*** Opening of PROVIDED MATERIAL ***
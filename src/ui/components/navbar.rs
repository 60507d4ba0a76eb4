//! Navbar component renderer.
//!
//! One line: logo, page links with the active page emphasized, list count,
//! then the mute indicator and profile name on the right. Once the page has
//! scrolled past the threshold the line gets a solid background.

use crate::ui::helpers::{self, text_width};
use crate::ui::theme::Theme;
use crate::ui::viewmodel::NavbarInfo;

const LOGO: &str = "MARQUEE";
const LINKS: &[&str] = &["Home", "TV Shows", "Movies", "My List"];

/// Appends the navbar line followed by a border.
pub fn render_navbar(out: &mut String, navbar: &NavbarInfo, theme: &Theme, cols: usize) {
    let solid_bg = navbar
        .is_scrolled
        .then_some(theme.colors.navbar_scrolled_bg.as_deref())
        .flatten();
    let restore_bg = || solid_bg.map(Theme::bg).unwrap_or_default();

    out.push_str(&restore_bg());
    out.push_str(Theme::bold());
    out.push_str(&Theme::fg(&theme.colors.accent));
    out.push_str(LOGO);
    out.push_str(Theme::reset());
    out.push_str(&restore_bg());

    let mut used = text_width(LOGO);
    for link in LINKS {
        let label = if *link == "My List" && navbar.list_count > 0 {
            format!("{link} ({})", navbar.list_count)
        } else {
            (*link).to_string()
        };

        out.push_str("  ");
        if *link == navbar.page_title {
            out.push_str(Theme::bold());
            out.push_str(&Theme::fg(&theme.colors.header_fg));
        } else {
            out.push_str(&Theme::fg(&theme.colors.text_dim));
        }
        out.push_str(&label);
        out.push_str(Theme::reset());
        out.push_str(&restore_bg());
        used += 2 + text_width(&label);
    }

    let sound = if navbar.is_muted { "🔇" } else { "🔊" };
    let profile = format!("{sound}  ⌕  {}", navbar.user_name);
    let gap = cols.saturating_sub(used + text_width(&profile)).max(1);
    out.push_str(&" ".repeat(gap));
    out.push_str(&Theme::fg(&theme.colors.text_normal));
    out.push_str(&profile);
    out.push_str(Theme::reset());
    out.push('\n');

    helpers::render_border(out, &theme.colors.border, cols);
}
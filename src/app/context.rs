//! Session context: the provider through which views reach the store.
//!
//! A view layer holds an [`AppContext`] and asks it for the store on every
//! gesture. Until a store has been provided, access fails with
//! [`MarqueeError::UninitializedContext`]. That is a programming-contract
//! violation, and callers are expected to bail out rather than recover.

use super::store::Store;
use crate::domain::{MarqueeError, Result};

/// Optional owner of the session store.
#[derive(Debug, Default)]
pub struct AppContext {
    store: Option<Store>,
}

impl AppContext {
    /// Creates a context with the store already provided.
    #[must_use]
    pub const fn with_store(store: Store) -> Self {
        Self { store: Some(store) }
    }

    /// Installs the store, returning any store that was provided before.
    pub fn provide(&mut self, store: Store) -> Option<Store> {
        self.store.replace(store)
    }

    /// Borrows the provided store.
    ///
    /// # Errors
    ///
    /// Returns [`MarqueeError::UninitializedContext`] if no store was provided.
    pub fn store(&self) -> Result<&Store> {
        self.store.as_ref().ok_or(MarqueeError::UninitializedContext)
    }

    /// Mutably borrows the provided store.
    ///
    /// # Errors
    ///
    /// Returns [`MarqueeError::UninitializedContext`] if no store was provided.
    pub fn store_mut(&mut self) -> Result<&mut Store> {
        self.store.as_mut().ok_or(MarqueeError::UninitializedContext)
    }
}
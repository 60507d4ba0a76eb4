//! Domain layer for Marquee.
//!
//! Core types shared by the store, the catalog, and the view layer. Nothing here
//! depends on rendering or on how the catalog is loaded.
//!
//! # Organization
//!
//! - [`error`]: Error types and result aliases
//! - [`content`]: Catalog entries and their identifiers
//! - [`user`]: The static display identity of the session

pub mod content;
pub mod error;
pub mod user;

pub use content::{Content, ContentId, ContentKind};
pub use error::{MarqueeError, Result};
pub use user::User;
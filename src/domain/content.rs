//! Catalog content model.
//!
//! A [`Content`] is one movie or series as supplied by the catalog. The store never
//! inspects content beyond its identifier; the view layer reads the descriptive
//! fields for rendering.

use serde::{Deserialize, Serialize};
use std::fmt;

/// Unique identifier of a catalog entry.
///
/// Identifiers are unique within any collection the store reasons about, which is
/// what makes list membership checks by id sound.
#[derive(Debug, Clone, PartialEq, Eq, Hash, PartialOrd, Ord, Serialize, Deserialize)]
#[serde(transparent)]
pub struct ContentId(String);

impl ContentId {
    #[must_use]
    pub fn new(id: impl Into<String>) -> Self {
        Self(id.into())
    }

    #[must_use]
    pub fn as_str(&self) -> &str {
        &self.0
    }
}

impl fmt::Display for ContentId {
    fn fmt(&self, f: &mut fmt::Formatter<'_>) -> fmt::Result {
        f.write_str(&self.0)
    }
}

impl From<&str> for ContentId {
    fn from(id: &str) -> Self {
        Self::new(id)
    }
}

impl From<String> for ContentId {
    fn from(id: String) -> Self {
        Self(id)
    }
}

/// Whether an entry is a single film or an episodic show.
#[derive(Debug, Clone, Copy, PartialEq, Eq, Hash, Serialize, Deserialize)]
#[serde(rename_all = "lowercase")]
pub enum ContentKind {
    Movie,
    Series,
}

impl fmt::Display for ContentKind {
    fn fmt(&self, f: &mut fmt::Formatter<'_>) -> fmt::Result {
        match self {
            Self::Movie => f.write_str("movie"),
            Self::Series => f.write_str("series"),
        }
    }
}

/// A catalog entry (movie or series) with descriptive metadata and media references.
///
/// # Fields
///
/// - `id`: Unique identifier
/// - `kind`: Movie or series
/// - `maturity_rating`: Rating label such as `TV-MA` or `PG-13`
/// - `poster` / `backdrop` / `trailer`: Media URLs
/// - `rank`: Position within a Top 10 row, if the entry appears in one
/// - `seasons`, `duration`, `rating`: Optional display metadata
#[derive(Debug, Clone, PartialEq, Eq, Serialize, Deserialize)]
pub struct Content {
    pub id: ContentId,
    pub title: String,
    pub kind: ContentKind,
    pub year: u16,
    #[serde(default)]
    pub maturity_rating: String,
    #[serde(default)]
    pub genres: Vec<String>,
    #[serde(default)]
    pub poster: String,
    #[serde(default)]
    pub backdrop: String,
    #[serde(default)]
    pub trailer: Option<String>,
    #[serde(default)]
    pub description: String,
    #[serde(default)]
    pub rank: Option<u8>,
    #[serde(default)]
    pub seasons: Option<u8>,
    #[serde(default)]
    pub duration: Option<String>,
    #[serde(default)]
    pub rating: Option<String>,
}

impl Content {
    /// Creates an entry with the required fields and empty media references.
    ///
    /// # Examples
    ///
    /// ```
    /// use marquee::domain::{Content, ContentKind};
    ///
    /// let dune = Content::new("sf1", "Dune", ContentKind::Movie, 2021)
    ///     .with_genres(["Action", "Adventure", "Drama"]);
    /// assert_eq!(dune.id.as_str(), "sf1");
    /// assert!(dune.has_genre("drama"));
    /// ```
    #[must_use]
    pub fn new(id: impl Into<ContentId>, title: impl Into<String>, kind: ContentKind, year: u16) -> Self {
        Self {
            id: id.into(),
            title: title.into(),
            kind,
            year,
            maturity_rating: String::new(),
            genres: Vec::new(),
            poster: String::new(),
            backdrop: String::new(),
            trailer: None,
            description: String::new(),
            rank: None,
            seasons: None,
            duration: None,
            rating: None,
        }
    }

    #[must_use]
    pub fn with_genres<I, S>(mut self, genres: I) -> Self
    where
        I: IntoIterator<Item = S>,
        S: Into<String>,
    {
        self.genres = genres.into_iter().map(Into::into).collect();
        self
    }

    /// Returns `true` if the entry carries the genre, compared case-insensitively.
    #[must_use]
    pub fn has_genre(&self, genre: &str) -> bool {
        self.genres.iter().any(|g| g.eq_ignore_ascii_case(genre))
    }

    #[must_use]
    pub fn is_movie(&self) -> bool {
        self.kind == ContentKind::Movie
    }

    /// Label shown under the title: duration for movies, season count for series.
    #[must_use]
    pub fn runtime_label(&self) -> String {
        if let Some(duration) = &self.duration {
            return duration.clone();
        }
        match (self.kind, self.seasons) {
            (ContentKind::Series, Some(1)) => "1 Season".to_string(),
            (ContentKind::Series, Some(n)) => format!("{n} Seasons"),
            _ => String::new(),
        }
    }
}
fn shelf_rows(prefix: &str, shelves: Vec<catalog::Shelf>) -> Vec<PageRow> {
    shelves
        .into_iter()
        .filter(|shelf| !shelf.items.is_empty())
        .map(|shelf| PageRow {
            id: format!("{prefix}-{}", slug(shelf.title)),
            title: shelf.title.to_string(),
            items: shelf.items,
        })
        .collect()
}

/// Lowercases and joins alphanumeric runs with `-`: "Sci-Fi & Fantasy" -> "sci-fi-fantasy".
fn slug(title: &str) -> String {
    title
        .split(|c: char| !c.is_alphanumeric())
        .filter(|part| !part.is_empty())
        .map(str::to_lowercase)
        .collect::<Vec<_>>()
        .join("-")
}

fn meta_line(item: &Content) -> String {
    [
        item.year.to_string(),
        item.maturity_rating.clone(),
        item.runtime_label(),
    ]
    .into_iter()
    .filter(|part| !part.is_empty())
    .collect::<Vec<_>>()
    .join(" · ")
}

#[cfg(test)]
mod tests {
    use super::*;
    use crate::app::Store;
    use crate::MarqueeError;

    fn session() -> Session {
        Session::new(
            AppContext::with_store(Store::default()),
            Catalog::built_in().unwrap(),
            Theme::default(),
            100,
        )
    }

    #[test]
    fn slug_joins_words() {
        assert_eq!(slug("Sci-Fi & Fantasy"), "sci-fi-fantasy");
        assert_eq!(slug("Drama"), "drama");
    }

    #[test]
    fn home_shows_hero_and_every_row() {
        let vm = session().compute_viewmodel().unwrap();
        assert_eq!(vm.hero.as_ref().map(|h| h.title.as_str()), Some("The Crown"));
        assert_eq!(vm.rows.len(), 6);
        assert!(vm.rows.iter().all(|row| !row.show_left_arrow));
        assert!(vm.search_bar.is_none());
        assert!(vm.modal.is_none());
    }

    #[test]
    fn row_window_follows_viewport_width() {
        let vm = session().compute_viewmodel().unwrap();
        // 98 columns between the arrows hold three 31-column cards.
        assert_eq!(vm.rows[0].cards.len(), 3);
        assert!(vm.rows[0].show_right_arrow);
    }

    #[test]
    fn fully_scrolled_row_ends_on_last_card() {
        for width in [60, 100, 120, 200] {
            let mut s = session();
            s.width = width;
            let (total, visible) = s.row_geometry("trending").unwrap();
            let scroll = s.row_scroll.entry("trending".to_string()).or_default();
            for _ in 0..10 {
                scroll.scroll_right(total, visible);
            }

            let vm = s.compute_viewmodel().unwrap();
            let row = &vm.rows[0];
            assert_eq!(row.cards.len(), s.row_window().min(8), "width {width}");
            assert_eq!(row.cards.last().map(|c| c.title.as_str()), Some("The Witcher"));
            assert!(!row.show_right_arrow);
        }
    }

    #[test]
    fn clamp_reaches_rows_on_other_pages() {
        let mut s = session();
        s.width = 60;
        s.navigate(Route::Movies);
        let (total, visible) = s.row_geometry("movies-drama").unwrap();
        let scroll = s.row_scroll.entry("movies-drama".to_string()).or_default();
        for _ in 0..10 {
            scroll.scroll_right(total, visible);
        }

        s.navigate(Route::Home);
        s.width = 200;
        s.clamp_row_scroll();

        s.navigate(Route::Movies);
        let (total, visible) = s.row_geometry("movies-drama").unwrap();
        assert!(s.row_scroll["movies-drama"].offset() <= (total - visible).max(0.0));
    }

    #[test]
    fn tv_page_features_first_shows_above_shelves() {
        let mut s = session();
        s.navigate(Route::TvShows);
        let vm = s.compute_viewmodel().unwrap();

        assert_eq!(vm.grid.len(), 8);
        assert_eq!(vm.grid[0].id, "n1");
        assert!(!vm.rows.is_empty());

        s.navigate(Route::Movies);
        assert!(s.compute_viewmodel().unwrap().grid.is_empty());
    }

    #[test]
    fn empty_list_page_has_empty_state() {
        let mut session = session();
        session.navigate(Route::MyList);
        let vm = session.compute_viewmodel().unwrap();
        assert!(vm.grid.is_empty());
        assert!(vm.empty_state.is_some());
    }

    #[test]
    fn shelves_have_unique_ids() {
        let mut session = session();
        session.navigate(Route::Movies);
        let rows = session.page_rows();
        assert!(rows.iter().any(|row| row.id == "movies-action-adventure"));
        assert!(session.row_geometry("movies-drama").is_some());
        assert!(session.row_geometry("trending").is_none());
    }

    #[test]
    fn unprovided_store_fails_viewmodel() {
        let session = Session::new(
            AppContext::default(),
            Catalog::built_in().unwrap(),
            Theme::default(),
            80,
        );
        assert!(matches!(
            session.compute_viewmodel(),
            Err(MarqueeError::UninitializedContext)
        ));
    }

    #[test]
    fn state_json_reflects_store() {
        let mut s = session();
        s.context.store_mut().unwrap().toggle_mute();

        let json: serde_json::Value = serde_json::from_str(&s.state_json().unwrap()).unwrap();
        assert_eq!(json["is_muted"], serde_json::Value::Bool(false));
        assert_eq!(json["my_list"], serde_json::json!([]));
    }
}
*** Close of PROVIDED MATERIAL ***
- _DIRECTIONS_: Give the count of lines in the data that contain the word "struct", and write nothing besides it.

- _RESULT FOR THIS TASK_: 3